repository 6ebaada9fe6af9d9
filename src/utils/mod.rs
pub mod config;
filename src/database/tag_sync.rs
//! Keeps the per-artwork `tags` cache in step with the canonical `tags` table.
//!
//! Candidates are found with a plain substring match in SQL, which cannot tell
//! `art` from `cart`, so every candidate is split on the delimiter and edited
//! token by token before being written back.

use std::collections::BTreeSet;

use rusqlite::{params, Transaction};
use tracing::debug;

use crate::error::{CatalogError, Result};

pub const DELIMITER: char = ',';

pub fn split_tags(field: &str) -> Vec<&str> {
    field
        .split(DELIMITER)
        .map(str::trim)
        .filter(|t| !t.is_empty())
        .collect()
}

/// Sorted, de-duplicated, comma-joined.
pub fn join_tags<I, S>(tags: I) -> String
where
    I: IntoIterator<Item = S>,
    S: AsRef<str>,
{
    let set: BTreeSet<String> = tags
        .into_iter()
        .map(|t| t.as_ref().to_string())
        .filter(|t| !t.is_empty())
        .collect();
    set.into_iter().collect::<Vec<_>>().join(",")
}

/// Trims and lower-cases a tag name. Returns `Ok(None)` for a blank name.
pub fn normalize_tag(raw: &str) -> Result<Option<String>> {
    let tag = raw.trim().to_lowercase();
    if tag.is_empty() {
        return Ok(None);
    }
    if tag.contains(DELIMITER) {
        return Err(CatalogError::InvalidTag(tag));
    }
    Ok(Some(tag))
}

pub fn normalize_tags<I, S>(raw: I) -> Result<BTreeSet<String>>
where
    I: IntoIterator<Item = S>,
    S: AsRef<str>,
{
    let mut out = BTreeSet::new();
    for tag in raw {
        if let Some(tag) = normalize_tag(tag.as_ref())? {
            out.insert(tag);
        }
    }
    Ok(out)
}

pub fn rename_token(field: &str, old: &str, new: &str) -> String {
    join_tags(
        split_tags(field)
            .into_iter()
            .map(|t| if t == old { new } else { t }),
    )
}

pub fn remove_token(field: &str, token: &str) -> String {
    join_tags(split_tags(field).into_iter().filter(|t| *t != token))
}

/// Substitutes `old` with `new` in every artwork's tag cache. Returns the
/// number of rows rewritten.
pub(crate) fn propagate_rename(tx: &Transaction<'_>, old: &str, new: &str) -> Result<usize> {
    rewrite_matching(tx, old, |field| rename_token(field, old, new))
}

/// Drops `token` from every artwork's tag cache. Returns the number of rows
/// rewritten.
pub(crate) fn propagate_delete(tx: &Transaction<'_>, token: &str) -> Result<usize> {
    rewrite_matching(tx, token, |field| remove_token(field, token))
}

fn rewrite_matching<F>(tx: &Transaction<'_>, token: &str, edit: F) -> Result<usize>
where
    F: Fn(&str) -> String,
{
    let candidates: Vec<(i64, String)> = {
        let mut stmt = tx.prepare("SELECT id, tags FROM artworks WHERE instr(tags, ?1) > 0")?;
        let rows = stmt.query_map(params![token], |row| Ok((row.get(0)?, row.get(1)?)))?;
        rows.collect::<std::result::Result<_, _>>()?
    };

    let mut update = tx.prepare("UPDATE artworks SET tags = ?1 WHERE id = ?2")?;
    let mut rewritten = 0;
    for (id, field) in candidates {
        let edited = edit(&field);
        if edited != field {
            update.execute(params![edited, id])?;
            rewritten += 1;
        }
    }

    debug!(token, rewritten, "Propagated tag change to artworks");
    Ok(rewritten)
}
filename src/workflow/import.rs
use std::fs;
use std::path::Path;

use tracing::{debug, info};

use crate::database::models::NewArtwork;
use crate::database::repo::CatalogStore;
use crate::error::{CatalogError, Result};
use crate::ingest::scanner::scan_folder;
use crate::storage::blobs::BlobStore;
use crate::workflow::save::purge_blob;
use crate::workflow::Progress;

#[derive(Debug, Clone, Default, PartialEq, Eq)]
pub struct ImportReport {
    pub imported: Vec<i64>,
    /// Source file names skipped because their display name was taken or
    /// their stem is blank.
    pub duplicates: Vec<String>,
}

impl ImportReport {
    /// `None` when nothing was skipped.
    pub fn duplicates_summary(&self) -> Option<String> {
        if self.duplicates.is_empty() {
            return None;
        }
        Some(format!(
            "Skipped {} file(s) whose names are blank or already exist:\n{}",
            self.duplicates.len(),
            self.duplicates.join("\n")
        ))
    }
}

/// Imports every whitelisted image directly inside `folder`.
///
/// Imported artworks take the file stem as their name, with no artist and no
/// tags. Name collisions are collected in the report and do not stop the
/// batch; any other failure does.
pub fn run_import<F>(
    store: &mut CatalogStore,
    blobs: &BlobStore,
    folder: &Path,
    mut on_progress: F,
) -> Result<ImportReport>
where
    F: FnMut(Progress),
{
    let files = scan_folder(folder)?;
    let total = files.len();
    info!(folder = %folder.display(), total, "Importing folder");

    let mut report = ImportReport::default();
    for (index, source) in files.iter().enumerate() {
        let file_name = source
            .file_name()
            .map(|n| n.to_string_lossy().to_string())
            .unwrap_or_default();
        on_progress(Progress {
            current: index + 1,
            total,
            item: file_name.clone(),
        });

        let name = source
            .file_stem()
            .map(|s| s.to_string_lossy().trim().to_string())
            .unwrap_or_default();
        if name.is_empty() {
            debug!(file = %file_name, "Skipping file with a blank name");
            report.duplicates.push(file_name);
            continue;
        }
        if store.find_by_name(&name)?.is_some() {
            debug!(file = %file_name, "Skipping duplicate name");
            report.duplicates.push(file_name);
            continue;
        }

        let bytes = fs::read(source).map_err(|e| CatalogError::io(source, e))?;
        let path = blobs.write_full(&bytes, &file_name)?;
        blobs.write_thumbnail(&bytes, &path)?;

        let new = NewArtwork {
            name,
            filepath: path.to_string_lossy().to_string(),
            ..Default::default()
        };
        match store.create_artwork(&new) {
            Ok(id) => report.imported.push(id),
            Err(CatalogError::DuplicateName(_)) => {
                // Another writer took the name after the check above.
                purge_blob(blobs, &path);
                report.duplicates.push(file_name);
            }
            Err(e) => return Err(e),
        }
    }

    info!(
        imported = report.imported.len(),
        duplicates = report.duplicates.len(),
        "Import finished"
    );
    Ok(report)
}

* * * * *

● **Work task**: Repeat all entries. Match them exactly.

● **Task solution**:
repository 6ebaada9fe6af9d9
filename src/utils/mod.rs
pub mod config;
filename src/database/tag_sync.rs
//! Keeps the per-artwork `tags` cache in step with the canonical `tags` table.
//!
//! Candidates are found with a plain substring match in SQL, which cannot tell
//! `art` from `cart`, so every candidate is split on the delimiter and edited
//! token by token before being written back.

use std::collections::BTreeSet;

use rusqlite::{params, Transaction};
use tracing::debug;

use crate::error::{CatalogError, Result};

pub const DELIMITER: char = ',';

pub fn split_tags(field: &str) -> Vec<&str> {
    field
        .split(DELIMITER)
        .map(str::trim)
        .filter(|t| !t.is_empty())
        .collect()
}

/// Sorted, de-duplicated, comma-joined.
pub fn join_tags<I, S>(tags: I) -> String
where
    I: IntoIterator<Item = S>,
    S: AsRef<str>,
{
    let set: BTreeSet<String> = tags
        .into_iter()
        .map(|t| t.as_ref().to_string())
        .filter(|t| !t.is_empty())
        .collect();
    set.into_iter().collect::<Vec<_>>().join(",")
}

/// Trims and lower-cases a tag name. Returns `Ok(None)` for a blank name.
pub fn normalize_tag(raw: &str) -> Result<Option<String>> {
    let tag = raw.trim().to_lowercase();
    if tag.is_empty() {
        return Ok(None);
    }
    if tag.contains(DELIMITER) {
        return Err(CatalogError::InvalidTag(tag));
    }
    Ok(Some(tag))
}

pub fn normalize_tags<I, S>(raw: I) -> Result<BTreeSet<String>>
where
    I: IntoIterator<Item = S>,
    S: AsRef<str>,
{
    let mut out = BTreeSet::new();
    for tag in raw {
        if let Some(tag) = normalize_tag(tag.as_ref())? {
            out.insert(tag);
        }
    }
    Ok(out)
}

pub fn rename_token(field: &str, old: &str, new: &str) -> String {
    join_tags(
        split_tags(field)
            .into_iter()
            .map(|t| if t == old { new } else { t }),
    )
}

pub fn remove_token(field: &str, token: &str) -> String {
    join_tags(split_tags(field).into_iter().filter(|t| *t != token))
}

/// Substitutes `old` with `new` in every artwork's tag cache. Returns the
/// number of rows rewritten.
pub(crate) fn propagate_rename(tx: &Transaction<'_>, old: &str, new: &str) -> Result<usize> {
    rewrite_matching(tx, old, |field| rename_token(field, old, new))
}

/// Drops `token` from every artwork's tag cache. Returns the number of rows
/// rewritten.
pub(crate) fn propagate_delete(tx: &Transaction<'_>, token: &str) -> Result<usize> {
    rewrite_matching(tx, token, |field| remove_token(field, token))
}

fn rewrite_matching<F>(tx: &Transaction<'_>, token: &str, edit: F) -> Result<usize>
where
    F: Fn(&str) -> String,
{
    let candidates: Vec<(i64, String)> = {
        let mut stmt = tx.prepare("SELECT id, tags FROM artworks WHERE instr(tags, ?1) > 0")?;
        let rows = stmt.query_map(params![token], |row| Ok((row.get(0)?, row.get(1)?)))?;
        rows.collect::<std::result::Result<_, _>>()?
    };

    let mut update = tx.prepare("UPDATE artworks SET tags = ?1 WHERE id = ?2")?;
    let mut rewritten = 0;
    for (id, field) in candidates {
        let edited = edit(&field);
        if edited != field {
            update.execute(params![edited, id])?;
            rewritten += 1;
        }
    }

    debug!(token, rewritten, "Propagated tag change to artworks");
    Ok(rewritten)
}
filename src/workflow/import.rs
use std::fs;
use std::path::Path;

use tracing::{debug, info};

use crate::database::models::NewArtwork;
use crate::database::repo::CatalogStore;
use crate::error::{CatalogError, Result};
use crate::ingest::scanner::scan_folder;
use crate::storage::blobs::BlobStore;
use crate::workflow::save::purge_blob;
use crate::workflow::Progress;

#[derive(Debug, Clone, Default, PartialEq, Eq)]
pub struct ImportReport {
    pub imported: Vec<i64>,
    /// Source file names skipped because their display name was taken or
    /// their stem is blank.
    pub duplicates: Vec<String>,
}

impl ImportReport {
    /// `None` when nothing was skipped.
    pub fn duplicates_summary(&self) -> Option<String> {
        if self.duplicates.is_empty() {
            return None;
        }
        Some(format!(
            "Skipped {} file(s) whose names are blank or already exist:\n{}",
            self.duplicates.len(),
            self.duplicates.join("\n")
        ))
    }
}

/// Imports every whitelisted image directly inside `folder`.
///
/// Imported artworks take the file stem as their name, with no artist and no
/// tags. Name collisions are collected in the report and do not stop the
/// batch; any other failure does.
pub fn run_import<F>(
    store: &mut CatalogStore,
    blobs: &BlobStore,
    folder: &Path,
    mut on_progress: F,
) -> Result<ImportReport>
where
    F: FnMut(Progress),
{
    let files = scan_folder(folder)?;
    let total = files.len();
    info!(folder = %folder.display(), total, "Importing folder");

    let mut report = ImportReport::default();
    for (index, source) in files.iter().enumerate() {
        let file_name = source
            .file_name()
            .map(|n| n.to_string_lossy().to_string())
            .unwrap_or_default();
        on_progress(Progress {
            current: index + 1,
            total,
            item: file_name.clone(),
        });

        let name = source
            .file_stem()
            .map(|s| s.to_string_lossy().trim().to_string())
            .unwrap_or_default();
        if name.is_empty() {
            debug!(file = %file_name, "Skipping file with a blank name");
            report.duplicates.push(file_name);
            continue;
        }
        if store.find_by_name(&name)?.is_some() {
            debug!(file = %file_name, "Skipping duplicate name");
            report.duplicates.push(file_name);
            continue;
        }

        let bytes = fs::read(source).map_err(|e| CatalogError::io(source, e))?;
        let path = blobs.write_full(&bytes, &file_name)?;
        blobs.write_thumbnail(&bytes, &path)?;

        let new = NewArtwork {
            name,
            filepath: path.to_string_lossy().to_string(),
            ..Default::default()
        };
        match store.create_artwork(&new) {
            Ok(id) => report.imported.push(id),
            Err(CatalogError::DuplicateName(_)) => {
                // Another writer took the name after the check above.
                purge_blob(blobs, &path);
                report.duplicates.push(file_name);
            }
            Err(e) => return Err(e),
        }
    }

    info!(
        imported = report.imported.len(),
        duplicates = report.duplicates.len(),
        "Import finished"
    );
    Ok(report)
}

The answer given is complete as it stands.